Otherwise, how could it move about with such agility with a 550-pound bomb strapped to her belly? It was unbelievable. I think there was a devil, not a human, in that cockpit.
The Zero approached the ship at an extremely low altitude. It skimmed just barely above the ocean surface, coming up dead center of the carrier’s stern. We fired on her with artillery armed with VT fuzes, but the ocean surface reflected the radar, and the shells exploded before reaching their target. Had the bastard figured out the weak point of the VT fuzes?
But even if the fuzes were useless, we could use machine guns once he got close enough. By then, the Essex-class carriers were fitted with an awesome amount of anti-aircraft cannons and machine guns. Twelve 5-inch turrets, seventy-two 40-mm machine guns, and fifty-two 20-mm machine guns, like a hedgehog with all quills braced outward. It should have been impossible to take a bite out of that hedgehog.
Once the Zero had reached 4,000 yards from the ship, the 40-mm guns all fired at once. Thousands of bullets showered a single aircraft. Countless varicolored tracer bullets streaked out from all the many machine guns.
At last, I saw flames burst forth from the Zero. “We got ’im!” I hollered. Black smoke unfurled from the Zero as she abruptly pulled up into a climb. The gunners hastily followed the plane’s course, but they couldn’t match the Zero’s sharp maneuver. It ascended, fuselage on fire, then flipped around so the canopy faced down. Once above the carrier, it began arcing back towards the deck, still upside-down. We were left staring helplessly as this devil descended upon us. I had never seen a dive like that. I mean, how could a burning plane pull off such a move?
The Zero plunged at a ninety-degree angle to the ship. I closed my eyes at the moment of impact.
The Zero struck the dead center of the deck. It caused a terrific bang, but its ordnance didn’t explode—a dud. The plane burned in the middle of the deck. Bits of the aircraft had scattered about the area. A few seamen told me afterwards that the wings had blown off just moments before impact.
We were all so badly shook up that we couldn’t speak.
On the deck lay the upper half of the pilot, torn off. It wasn’t a devil. He was a human just like us. Someone gave a scared yell and fired at the corpse with his handgun.
The flames on the flight deck were soon brought under control. Then the captain arrived.
He stared for a while at the torn body of the pilot then said to the dead man, “Good for you, dodging our superb interceptors and anti-aircraft fire and making it this far.”
We were all impressed, too. The Zero had broken through our ferocious anti-aircraft barrage in a brilliant manner.
The captain turned and addressed us in a loud voice. “I believe we ought to pay homage to this man. Tomorrow morning, we will give him a proper sea burial.”
A wave of distress rolled through the crew.
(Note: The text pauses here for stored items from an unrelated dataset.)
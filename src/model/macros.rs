/// Implements [`Entity`](crate::model::Entity) for a record stored in the
/// `Collections` field `$field` under `Section::$section`.
macro_rules! impl_entity {
    ($ty:ident, $section:ident, $field:ident) => {
        impl $crate::model::Entity for $ty {
            const SECTION: $crate::model::Section = $crate::model::Section::$section;

            impl_entity!(@common $section, $field);
        }
    };
    ($ty:ident, $section:ident, $field:ident, sort = $sort:path) => {
        impl $crate::model::Entity for $ty {
            const SECTION: $crate::model::Section = $crate::model::Section::$section;

            fn sort_canonical(items: &mut [Self]) {
                $sort(items)
            }

            impl_entity!(@common $section, $field);
        }
    };
    (@common $section:ident, $field:ident) => {
        fn id(&self) -> &str {
            &self.id
        }

        fn stamp_new(&mut self, now_millis: i64) {
            if self.id.trim().is_empty() {
                self.id = $crate::model::new_entity_id(now_millis);
            }
            if self.created_at == 0 {
                self.created_at = now_millis;
            }
        }

        fn into_record(self) -> $crate::model::EntityRecord {
            $crate::model::EntityRecord::$section(self)
        }

        fn cell(
            collections: &$crate::collections::Collections,
        ) -> &$crate::storage::PersistedCell<$crate::model::EntityList<Self>> {
            &collections.$field
        }

        fn cell_mut(
            collections: &mut $crate::collections::Collections,
        ) -> &mut $crate::storage::PersistedCell<$crate::model::EntityList<Self>> {
            &mut collections.$field
        }
    };
}

/// Runs `$body` with `$t` aliased to the entity type stored under `$section`.
macro_rules! dispatch_section {
    ($section:expr, $t:ident => $body:expr) => {{
        use $crate::model::Section;
        match $section {
            Section::Budget => {
                type $t = $crate::model::Transaction;
                $body
            }
            Section::Todo => {
                type $t = $crate::model::TodoTask;
                $body
            }
            Section::Groceries => {
                type $t = $crate::model::GroceryItem;
                $body
            }
            Section::Notes => {
                type $t = $crate::model::Note;
                $body
            }
            Section::NoteFolders => {
                type $t = $crate::model::NoteFolder;
                $body
            }
            Section::Movies => {
                type $t = $crate::model::Movie;
                $body
            }
            Section::TvShows => {
                type $t = $crate::model::TvShow;
                $body
            }
            Section::Habits => {
                type $t = $crate::model::Habit;
                $body
            }
            Section::Books => {
                type $t = $crate::model::Book;
                $body
            }
            Section::Homework => {
                type $t = $crate::model::Homework;
                $body
            }
            Section::Projects => {
                type $t = $crate::model::Project;
                $body
            }
            Section::MealPlanner => {
                type $t = $crate::model::Meal;
                $body
            }
            Section::Recipes => {
                type $t = $crate::model::Recipe;
                $body
            }
            Section::FoodLog => {
                type $t = $crate::model::FoodLog;
                $body
            }
            Section::FoodItems => {
                type $t = $crate::model::FoodItem;
                $body
            }
            Section::Workouts => {
                type $t = $crate::model::Workout;
                $body
            }
            Section::Exercises => {
                type $t = $crate::model::Exercise;
                $body
            }
            Section::Measurements => {
                type $t = $crate::model::Measurement;
                $body
            }
            Section::Birthdays => {
                type $t = $crate::model::Birthday;
                $body
            }
            Section::Events => {
                type $t = $crate::model::Event;
                $body
            }
            Section::Clients => {
                type $t = $crate::model::Client;
                $body
            }
            Section::Appointments => {
                type $t = $crate::model::Appointment;
                $body
            }
            Section::SocialMedia => {
                type $t = $crate::model::SocialMediaPost;
                $body
            }
        }
    }};
}

/// Runs `$body` with `$entity` bound to the payload of an `EntityRecord`.
macro_rules! with_record {
    ($record:expr, $entity:ident => $body:expr) => {{
        use $crate::model::EntityRecord;
        match $record {
            EntityRecord::Budget($entity) => $body,
            EntityRecord::Todo($entity) => $body,
            EntityRecord::Groceries($entity) => $body,
            EntityRecord::Notes($entity) => $body,
            EntityRecord::NoteFolders($entity) => $body,
            EntityRecord::Movies($entity) => $body,
            EntityRecord::TvShows($entity) => $body,
            EntityRecord::Habits($entity) => $body,
            EntityRecord::Books($entity) => $body,
            EntityRecord::Homework($entity) => $body,
            EntityRecord::Projects($entity) => $body,
            EntityRecord::MealPlanner($entity) => $body,
            EntityRecord::Recipes($entity) => $body,
            EntityRecord::FoodLog($entity) => $body,
            EntityRecord::FoodItems($entity) => $body,
            EntityRecord::Workouts($entity) => $body,
            EntityRecord::Exercises($entity) => $body,
            EntityRecord::Measurements($entity) => $body,
            EntityRecord::Birthdays($entity) => $body,
            EntityRecord::Events($entity) => $body,
            EntityRecord::Clients($entity) => $body,
            EntityRecord::Appointments($entity) => $body,
            EntityRecord::SocialMedia($entity) => $body,
        }
    }};
}

pub(crate) use dispatch_section;
pub(crate) use impl_entity;
pub(crate) use with_record;
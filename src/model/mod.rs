//! Domain records and the section tags that route them.
//!
//! Every tracker collection holds one entity type. [`Section`] names the
//! collection an entity lives in; four pseudo-sections cover records nested
//! under another tracker (note folders, recipes, food items, exercises).
//! [`EntityRecord`] is the section-tagged union of every entity type and is
//! what trash and insert/remove dispatch on.

use std::cmp::Ordering;
use std::fmt;
use std::str::FromStr;

use serde::de::DeserializeOwned;
use serde::{Deserialize, Serialize};
use strum::{AsRefStr, Display, EnumIter, EnumString, IntoEnumIterator, IntoStaticStr};
use uuid::Uuid;

use crate::collections::Collections;
use crate::storage::PersistedCell;

mod macros;

mod finance;
mod health;
mod list;
mod media;
mod notes;
mod people;
mod record;
mod tasks;

pub use finance::{Transaction, TransactionKind};
pub use health::{Exercise, FoodItem, FoodLog, Meal, Measurement, Recipe, Workout};
pub use list::EntityList;
pub use media::{Book, Movie, TvShow};
pub use notes::{Note, NoteFolder};
pub use people::{Appointment, Birthday, Client, Event, SocialMediaPost};
pub use record::EntityRecord;
pub use tasks::{GroceryItem, Habit, Homework, Project, TodoTask};

pub(crate) use macros::{dispatch_section, impl_entity, with_record};

/// Unknown JSON fields kept alongside the typed ones.
pub type ExtraFields = serde_json::Map<String, serde_json::Value>;

#[derive(
    Debug,
    Clone,
    Copy,
    PartialEq,
    Eq,
    Hash,
    PartialOrd,
    Ord,
    Serialize,
    Deserialize,
    Display,
    EnumString,
    EnumIter,
    AsRefStr,
    IntoStaticStr,
)]
pub enum Section {
    #[serde(rename = "BUDGET")]
    #[strum(serialize = "BUDGET")]
    Budget,
    #[serde(rename = "TODO")]
    #[strum(serialize = "TODO")]
    Todo,
    #[serde(rename = "GROCERIES")]
    #[strum(serialize = "GROCERIES")]
    Groceries,
    #[serde(rename = "NOTES")]
    #[strum(serialize = "NOTES")]
    Notes,
    #[serde(rename = "NoteFolders")]
    #[strum(serialize = "NoteFolders")]
    NoteFolders,
    #[serde(rename = "MOVIES")]
    #[strum(serialize = "MOVIES")]
    Movies,
    #[serde(rename = "TV_SHOWS")]
    #[strum(serialize = "TV_SHOWS")]
    TvShows,
    #[serde(rename = "HABITS")]
    #[strum(serialize = "HABITS")]
    Habits,
    #[serde(rename = "BOOKS")]
    #[strum(serialize = "BOOKS")]
    Books,
    #[serde(rename = "HOMEWORK")]
    #[strum(serialize = "HOMEWORK")]
    Homework,
    #[serde(rename = "PROJECTS")]
    #[strum(serialize = "PROJECTS")]
    Projects,
    #[serde(rename = "MEAL_PLANNER")]
    #[strum(serialize = "MEAL_PLANNER")]
    MealPlanner,
    #[serde(rename = "Recipes")]
    #[strum(serialize = "Recipes")]
    Recipes,
    #[serde(rename = "FOOD_LOG")]
    #[strum(serialize = "FOOD_LOG")]
    FoodLog,
    #[serde(rename = "FoodItems")]
    #[strum(serialize = "FoodItems")]
    FoodItems,
    #[serde(rename = "WORKOUTS")]
    #[strum(serialize = "WORKOUTS")]
    Workouts,
    #[serde(rename = "Exercises")]
    #[strum(serialize = "Exercises")]
    Exercises,
    #[serde(rename = "MEASUREMENTS")]
    #[strum(serialize = "MEASUREMENTS")]
    Measurements,
    #[serde(rename = "BIRTHDAYS")]
    #[strum(serialize = "BIRTHDAYS")]
    Birthdays,
    #[serde(rename = "EVENTS")]
    #[strum(serialize = "EVENTS")]
    Events,
    #[serde(rename = "CLIENTS")]
    #[strum(serialize = "CLIENTS")]
    Clients,
    #[serde(rename = "APPOINTMENTS")]
    #[strum(serialize = "APPOINTMENTS")]
    Appointments,
    #[serde(rename = "SOCIAL_MEDIA")]
    #[strum(serialize = "SOCIAL_MEDIA")]
    SocialMedia,
}

impl Default for Section {
    fn default() -> Self {
        Section::Budget
    }
}

impl Section {
    /// The stored tag, e.g. `TODO` or `NoteFolders`.
    pub fn tag(self) -> &'static str {
        self.into()
    }

    pub fn all() -> impl Iterator<Item = Section> {
        Section::iter()
    }

    /// Nested records without a tracker of their own.
    pub fn is_pseudo(self) -> bool {
        matches!(
            self,
            Section::NoteFolders | Section::Recipes | Section::FoodItems | Section::Exercises
        )
    }

    /// The tracker a user navigates to for records of this section.
    pub fn nav_section(self) -> Section {
        match self {
            Section::NoteFolders => Section::Notes,
            Section::Recipes => Section::MealPlanner,
            Section::FoodItems => Section::FoodLog,
            Section::Exercises => Section::Workouts,
            other => other,
        }
    }

    pub fn label(self) -> &'static str {
        match self {
            Section::Budget => "Budget",
            Section::Todo => "To-Do",
            Section::Groceries => "Groceries",
            Section::Notes => "Notes",
            Section::NoteFolders => "Note folders",
            Section::Movies => "Movies",
            Section::TvShows => "TV shows",
            Section::Habits => "Habits",
            Section::Books => "Books",
            Section::Homework => "Homework",
            Section::Projects => "Projects",
            Section::MealPlanner => "Meal planner",
            Section::Recipes => "Recipes",
            Section::FoodLog => "Food log",
            Section::FoodItems => "Food items",
            Section::Workouts => "Workouts",
            Section::Exercises => "Exercises",
            Section::Measurements => "Measurements",
            Section::Birthdays => "Birthdays",
            Section::Events => "Events",
            Section::Clients => "Clients",
            Section::Appointments => "Appointments",
            Section::SocialMedia => "Social media",
        }
    }

    /// Parses a stored tag exactly, falling back to a loose match that
    /// ignores case, `-` and `_` (`tv-shows`, `notefolders`, `todo`).
    pub fn parse_loose(input: &str) -> Option<Section> {
        if let Ok(section) = Section::from_str(input) {
            return Some(section);
        }
        let wanted = squash(input);
        Section::iter().find(|section| squash(section.tag()) == wanted)
    }
}

fn squash(raw: &str) -> String {
    raw.chars()
        .filter(|ch| !matches!(ch, '-' | '_' | ' '))
        .map(|ch| ch.to_ascii_lowercase())
        .collect()
}

/// A record owned by exactly one collection.
pub trait Entity:
    Clone + fmt::Debug + PartialEq + Serialize + DeserializeOwned + Sized + 'static
{
    const SECTION: Section;

    fn id(&self) -> &str;

    /// Fills in an id and creation time for a freshly created record.
    fn stamp_new(&mut self, now_millis: i64);

    /// Puts a collection back into its canonical order. Stable.
    fn sort_canonical(_items: &mut [Self]) {}

    fn into_record(self) -> EntityRecord;

    fn cell(collections: &Collections) -> &PersistedCell<EntityList<Self>>;

    fn cell_mut(collections: &mut Collections) -> &mut PersistedCell<EntityList<Self>>;
}

/// Time-based id with a random suffix, e.g. `1718000000000-3f9c2a1b`.
pub fn new_entity_id(now_millis: i64) -> String {
    let suffix = Uuid::new_v4().simple().to_string();
    format!("{now_millis}-{}", &suffix[..8])
}

pub(crate) fn cmp_name(a: &str, b: &str) -> Ordering {
    a.to_lowercase()
        .cmp(&b.to_lowercase())
        .then_with(|| a.cmp(b))
}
I, too, was shocked.
I thought such a thing was completely unheard of. Had the pilot’s bomb gone off as it was supposed to, we could have lost any number of men.
But the captain only glared at us. The look in his eyes made it clear he would hear no objections.
We collected the scattered remains of the pilot. Then someone pulled a photograph out of the breast pocket of the guy’s uniform.
“It’s a baby.”
Everyone gathered around to get a look. I looked, too. The photo showed a kimono-clad woman holding an infant.
“Dammit, I’ve got a kid too!” Senior Chief Petty Officer Lou Amberson practically spat out. He carefully replaced the photograph back into the dead man’s breast pocket. Then he told the seamen under his command, “Be sure to bury him with it.”
The body was wrapped in white cloth and laid to rest in the holding area beneath the bridge. As I was wrapping the body, I closed the pilot’s still opened eyes.
I remember how his fearsome face turned gentle.
We tossed the Zero’s fragments into the ocean. We were unable to remove the lower half of the corpse that was still in the cockpit, so we sent it overboard with the plane. The bomb that the Zero cradled was defused and thrown overboard as well.
The next morning, all free hands were assembled on deck.
Looking back now, I think the captain’s attitude was very admirable. I learned after the war was over that his son had been killed in action at Pearl Harbor.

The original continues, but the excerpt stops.